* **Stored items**
******
//! Node manager - lifecycle management for containerised nodes
//!
//! This is the main entry point for the node manager service.
//! It manages node containers through the Docker API and provides a REST API to drive them.

use std::net::SocketAddr;
use std::path::PathBuf;
use std::sync::Arc;

use anyhow::{Context, Result};
use axum::http::HeaderName;
use tokio::signal;
use tower::ServiceBuilder;
use tower_http::request_id::{MakeRequestUuid, PropagateRequestIdLayer, SetRequestIdLayer};
use tower_http::trace::TraceLayer;
use tracing::{info, warn};

use node_manager::api::create_router;
use node_manager::config::AppConfig;
use node_manager::container::NodeManager;
use node_manager::engine::{BollardBridge, EngineBridge};
use node_manager::logging::init_logging;
use node_manager::paths::PathTranslator;
use node_manager::store::YamlConfigStore;
use node_manager::AppState;

#[tokio::main]
async fn main() -> Result<()> {
    // Load configuration
    let config = AppConfig::load()?;

    // Initialize logging
    init_logging(&config.log_level, &config.log_dir)?;

    info!(
        version = env!("CARGO_PKG_VERSION"),
        "Starting node manager"
    );

    // Initialize metrics system
    node_manager::metrics::init_metrics();
    info!("Prometheus metrics initialized");

    // Connect to the container engine; failures surface per request, not at startup
    let engine = BollardBridge::connect(config.engine_socket.as_deref(), config.engine_timeout())
        .context("Failed to configure container engine client")?;
    match engine.ping().await {
        Ok(version) => info!(engine_version = %version, "Container engine connected"),
        Err(e) => warn!(error = %e, "Container engine not reachable yet"),
    }

    let detected_home = std::env::var_os("HOME")
        .map(PathBuf::from)
        .unwrap_or_else(|| PathBuf::from("/root"));
    let translator = PathTranslator::new(&config.paths, &detected_home);
    for rule in translator.rules() {
        info!(internal = %rule.prefix, host = %rule.host_root, "Path mapping");
    }

    let store = YamlConfigStore::new(&config.store);
    let manager = NodeManager::new(&config, Arc::new(engine), Arc::new(store), translator);

    // Create shared application state
    let state = Arc::new(AppState {
        config: config.clone(),
        manager,
    });

    // Build the router with all routes and middleware
    let x_request_id = HeaderName::from_static("x-request-id");
    let app = create_router(state).layer(
        ServiceBuilder::new()
            .layer(SetRequestIdLayer::new(x_request_id.clone(), MakeRequestUuid))
            .layer(TraceLayer::new_for_http())
            .layer(PropagateRequestIdLayer::new(x_request_id)),
    );

    // Bind to address
    let addr: SocketAddr = format!("{}:{}", config.host, config.port).parse()?;
    info!(%addr, "Listening on");

    let listener = tokio::net::TcpListener::bind(addr).await?;

    // Start server with graceful shutdown
    axum::serve(listener, app)
        .with_graceful_shutdown(shutdown_signal())
        .await?;

    // Node containers keep running after the manager exits
    info!("Node manager stopped");
    Ok(())
}

/// Handle shutdown signals gracefully
async fn shutdown_signal() {
    let ctrl_c = async {
        if let Err(e) = signal::ctrl_c().await {
            warn!(error = %e, "Failed to listen for Ctrl+C");
            std::future::pending::<()>().await;
        }
    };

    #[cfg(unix)]
    let terminate = async {
        match signal::unix::signal(signal::unix::SignalKind::terminate()) {
            Ok(mut stream) => {
                stream.recv().await;
            }
            Err(e) => {
                warn!(error = %e, "Failed to install SIGTERM handler");
                std::future::pending::<()>().await;
            }
        }
    };

    #[cfg(not(unix))]
    let terminate = std::future::pending::<()>();

    tokio::select! {
        _ = ctrl_c => {},
        _ = terminate => {},
    }

    info!("Shutting down...");
}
******
* **Task directions**
If a line of the data above contains "PathBuf", copy it out.

* **Finished task**
use std::path::PathBuf;
        .map(PathBuf::from)
        .unwrap_or_else(|| PathBuf::from("/root"));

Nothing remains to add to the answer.